◆ **Problem to solve**: Count every line in the data below where the word "Serialize" appears, then state only that count.

Dataset entries:
——————

use std::fmt;
use std::str::FromStr;

use serde::{Deserialize, Serialize};

/// A chat model identifier.
///
/// This can be a model the client knows by name or any other string the
/// endpoint accepts.
#[derive(Debug, Clone, PartialEq, Eq, Hash, Serialize, Deserialize)]
#[serde(untagged)]
pub enum Model {
    /// Known model names.
    Known(KnownModel),

    /// Any other model identifier (fine-tunes, local servers, new releases).
    Custom(String),
}

/// Model names the client knows.
#[derive(Debug, Clone, Copy, PartialEq, Eq, Hash, Serialize, Deserialize)]
pub enum KnownModel {
    /// gpt-3.5-turbo-16k
    #[serde(rename = "gpt-3.5-turbo-16k")]
    Gpt35Turbo16k,

    /// gpt-4
    #[serde(rename = "gpt-4")]
    Gpt4,

    /// gpt-3.5-turbo
    #[serde(rename = "gpt-3.5-turbo")]
    Gpt35Turbo,

    /// gpt-4-turbo
    #[serde(rename = "gpt-4-turbo")]
    Gpt4Turbo,

    /// gpt-4o
    #[serde(rename = "gpt-4o")]
    Gpt4o,

    /// gpt-4o-mini
    #[serde(rename = "gpt-4o-mini")]
    Gpt4oMini,
}

impl KnownModel {
    /// Every known model.
    pub const ALL: [KnownModel; 6] = [
        KnownModel::Gpt35Turbo16k,
        KnownModel::Gpt4,
        KnownModel::Gpt35Turbo,
        KnownModel::Gpt4Turbo,
        KnownModel::Gpt4o,
        KnownModel::Gpt4oMini,
    ];

    /// The identifier sent on the wire.
    pub fn as_str(self) -> &'static str {
        match self {
            KnownModel::Gpt35Turbo16k => "gpt-3.5-turbo-16k",
            KnownModel::Gpt4 => "gpt-4",
            KnownModel::Gpt35Turbo => "gpt-3.5-turbo",
            KnownModel::Gpt4Turbo => "gpt-4-turbo",
            KnownModel::Gpt4o => "gpt-4o",
            KnownModel::Gpt4oMini => "gpt-4o-mini",
        }
    }
}

/// The models `!model` cycles through unless configured otherwise.
pub fn default_model_cycle() -> Vec<Model> {
    vec![
        Model::Known(KnownModel::Gpt35Turbo16k),
        Model::Known(KnownModel::Gpt4),
        Model::Known(KnownModel::Gpt35Turbo),
    ]
}

impl fmt::Display for Model {
    fn fmt(&self, f: &mut fmt::Formatter<'_>) -> fmt::Result {
        match self {
            Model::Known(known_model) => write!(f, "{known_model}"),
            Model::Custom(custom) => write!(f, "{custom}"),
        }
    }
}

impl fmt::Display for KnownModel {
    fn fmt(&self, f: &mut fmt::Formatter<'_>) -> fmt::Result {
        f.write_str(self.as_str())
    }
}

impl FromStr for KnownModel {
    type Err = String;

    fn from_str(s: &str) -> Result<Self, Self::Err> {
        KnownModel::ALL
            .into_iter()
            .find(|model| model.as_str() == s)
            .ok_or_else(|| format!("unknown model: {s}"))
    }
}

impl FromStr for Model {
    type Err = String;

    /// Never fails: names the client does not know become [`Model::Custom`].
    fn from_str(s: &str) -> Result<Self, Self::Err> {
        Ok(s.parse::<KnownModel>()
            .map(Model::Known)
            .unwrap_or_else(|_| Model::Custom(s.to_string())))
    }
}

impl From<KnownModel> for Model {
    fn from(model: KnownModel) -> Self {
        Model::Known(model)
    }
}

impl From<String> for Model {
    fn from(model: String) -> Self {
        model
            .parse::<KnownModel>()
            .map(Model::Known)
            .unwrap_or(Model::Custom(model))
    }
}

impl From<&str> for Model {
    fn from(model: &str) -> Self {
        Model::from(model.to_string())
    }
}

——————

◆ **Exercise response**: 3